The word "that" occurs in some lines of the listing. Copy those lines.
════════════════════
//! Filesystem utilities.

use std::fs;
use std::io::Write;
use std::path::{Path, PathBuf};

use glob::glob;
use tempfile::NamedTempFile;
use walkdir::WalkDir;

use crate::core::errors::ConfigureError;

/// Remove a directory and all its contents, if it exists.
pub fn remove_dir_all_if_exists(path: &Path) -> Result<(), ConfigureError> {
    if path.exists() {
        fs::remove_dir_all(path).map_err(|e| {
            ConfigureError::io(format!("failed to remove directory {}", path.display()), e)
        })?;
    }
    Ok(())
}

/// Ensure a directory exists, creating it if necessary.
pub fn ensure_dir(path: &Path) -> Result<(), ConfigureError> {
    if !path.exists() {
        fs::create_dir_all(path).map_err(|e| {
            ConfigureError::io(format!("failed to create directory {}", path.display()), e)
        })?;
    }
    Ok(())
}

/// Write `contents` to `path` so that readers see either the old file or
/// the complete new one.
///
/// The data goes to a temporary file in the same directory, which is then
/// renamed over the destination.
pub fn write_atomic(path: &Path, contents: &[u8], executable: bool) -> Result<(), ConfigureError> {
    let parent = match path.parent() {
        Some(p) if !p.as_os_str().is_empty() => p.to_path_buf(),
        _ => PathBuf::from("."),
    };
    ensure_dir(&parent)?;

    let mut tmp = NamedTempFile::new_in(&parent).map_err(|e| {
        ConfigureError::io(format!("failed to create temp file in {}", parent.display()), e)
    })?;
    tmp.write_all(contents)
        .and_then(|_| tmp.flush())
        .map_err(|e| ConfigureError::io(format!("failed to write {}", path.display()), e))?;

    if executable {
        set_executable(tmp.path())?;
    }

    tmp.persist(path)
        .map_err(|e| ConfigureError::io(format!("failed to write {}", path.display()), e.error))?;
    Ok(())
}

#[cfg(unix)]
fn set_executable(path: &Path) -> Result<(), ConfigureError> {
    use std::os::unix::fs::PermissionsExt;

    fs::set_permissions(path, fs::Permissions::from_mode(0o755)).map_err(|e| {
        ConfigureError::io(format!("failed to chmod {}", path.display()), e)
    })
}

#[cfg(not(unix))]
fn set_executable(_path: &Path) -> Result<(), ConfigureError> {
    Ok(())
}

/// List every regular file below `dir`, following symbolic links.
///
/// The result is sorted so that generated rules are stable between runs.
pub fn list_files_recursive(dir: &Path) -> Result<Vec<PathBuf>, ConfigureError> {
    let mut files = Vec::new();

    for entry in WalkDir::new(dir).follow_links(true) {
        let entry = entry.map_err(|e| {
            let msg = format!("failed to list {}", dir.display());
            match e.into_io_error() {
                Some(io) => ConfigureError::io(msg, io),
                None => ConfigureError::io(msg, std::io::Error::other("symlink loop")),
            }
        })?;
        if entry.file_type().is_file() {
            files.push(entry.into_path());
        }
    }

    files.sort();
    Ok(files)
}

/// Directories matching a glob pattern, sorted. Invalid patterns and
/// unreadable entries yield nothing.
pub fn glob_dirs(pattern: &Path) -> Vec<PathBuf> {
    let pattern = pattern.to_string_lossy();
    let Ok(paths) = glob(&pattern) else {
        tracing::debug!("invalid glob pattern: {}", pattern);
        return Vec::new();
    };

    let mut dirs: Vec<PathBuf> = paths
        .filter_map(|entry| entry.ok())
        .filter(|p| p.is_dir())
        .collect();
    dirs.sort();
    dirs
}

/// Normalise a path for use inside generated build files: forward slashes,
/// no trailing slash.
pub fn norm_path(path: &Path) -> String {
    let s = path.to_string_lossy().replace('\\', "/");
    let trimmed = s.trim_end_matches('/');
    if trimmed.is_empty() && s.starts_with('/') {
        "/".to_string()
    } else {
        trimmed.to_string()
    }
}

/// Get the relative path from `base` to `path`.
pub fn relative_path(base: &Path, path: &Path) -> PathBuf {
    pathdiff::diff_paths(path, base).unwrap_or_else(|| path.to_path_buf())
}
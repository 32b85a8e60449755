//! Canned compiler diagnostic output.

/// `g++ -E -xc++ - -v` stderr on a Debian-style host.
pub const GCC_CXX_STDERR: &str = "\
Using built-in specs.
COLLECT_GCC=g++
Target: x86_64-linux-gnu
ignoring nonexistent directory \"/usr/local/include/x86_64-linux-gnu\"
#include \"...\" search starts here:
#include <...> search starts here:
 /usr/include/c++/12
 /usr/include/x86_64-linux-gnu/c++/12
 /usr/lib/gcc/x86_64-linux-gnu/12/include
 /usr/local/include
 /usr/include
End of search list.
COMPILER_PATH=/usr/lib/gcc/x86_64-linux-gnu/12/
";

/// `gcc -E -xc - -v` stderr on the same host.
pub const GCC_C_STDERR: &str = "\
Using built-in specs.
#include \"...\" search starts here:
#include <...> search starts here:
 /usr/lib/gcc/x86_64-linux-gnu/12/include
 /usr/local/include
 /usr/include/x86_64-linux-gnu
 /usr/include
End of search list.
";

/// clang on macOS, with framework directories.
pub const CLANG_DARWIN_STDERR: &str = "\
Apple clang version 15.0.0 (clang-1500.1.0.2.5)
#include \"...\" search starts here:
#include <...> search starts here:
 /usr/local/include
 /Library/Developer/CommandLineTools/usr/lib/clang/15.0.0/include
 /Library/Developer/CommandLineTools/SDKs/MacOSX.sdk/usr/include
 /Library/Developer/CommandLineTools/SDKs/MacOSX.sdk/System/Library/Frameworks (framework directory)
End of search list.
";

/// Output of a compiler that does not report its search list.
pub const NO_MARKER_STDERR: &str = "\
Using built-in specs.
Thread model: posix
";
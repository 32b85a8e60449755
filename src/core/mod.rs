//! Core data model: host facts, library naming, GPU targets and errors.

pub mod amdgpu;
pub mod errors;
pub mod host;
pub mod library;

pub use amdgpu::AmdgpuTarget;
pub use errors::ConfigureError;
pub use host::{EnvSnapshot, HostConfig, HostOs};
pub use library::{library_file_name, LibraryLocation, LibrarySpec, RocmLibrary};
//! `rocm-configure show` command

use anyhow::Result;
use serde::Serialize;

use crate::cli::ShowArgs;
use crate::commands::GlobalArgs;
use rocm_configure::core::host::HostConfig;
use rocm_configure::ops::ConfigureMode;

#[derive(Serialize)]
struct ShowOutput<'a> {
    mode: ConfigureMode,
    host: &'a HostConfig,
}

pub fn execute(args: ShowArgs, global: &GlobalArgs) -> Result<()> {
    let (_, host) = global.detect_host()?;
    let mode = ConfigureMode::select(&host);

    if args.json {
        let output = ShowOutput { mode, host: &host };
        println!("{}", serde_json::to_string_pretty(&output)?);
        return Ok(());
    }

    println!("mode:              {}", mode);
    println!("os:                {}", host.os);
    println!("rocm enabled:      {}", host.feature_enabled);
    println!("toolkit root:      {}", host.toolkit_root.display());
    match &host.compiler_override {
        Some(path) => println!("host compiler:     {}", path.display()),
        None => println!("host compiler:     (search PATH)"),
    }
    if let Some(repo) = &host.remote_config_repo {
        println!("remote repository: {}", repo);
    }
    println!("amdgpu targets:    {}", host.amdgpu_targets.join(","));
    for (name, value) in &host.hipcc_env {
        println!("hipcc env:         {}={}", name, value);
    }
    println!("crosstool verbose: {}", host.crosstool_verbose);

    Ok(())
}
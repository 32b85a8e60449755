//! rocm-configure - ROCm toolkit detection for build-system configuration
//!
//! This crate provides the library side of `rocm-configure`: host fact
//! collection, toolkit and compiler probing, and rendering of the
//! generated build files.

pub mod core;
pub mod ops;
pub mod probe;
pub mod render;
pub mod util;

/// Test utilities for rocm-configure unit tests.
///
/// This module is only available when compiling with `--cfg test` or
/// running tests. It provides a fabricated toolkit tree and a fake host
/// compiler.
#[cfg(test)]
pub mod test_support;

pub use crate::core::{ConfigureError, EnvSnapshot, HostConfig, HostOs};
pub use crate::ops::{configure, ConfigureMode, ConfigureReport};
════════════════════
#### ANSWER SPACE
/// Write `contents` to `path` so that readers see either the old file or
/// The result is sorted so that generated rules are stable between runs.
/// Output of a compiler that does not report its search list.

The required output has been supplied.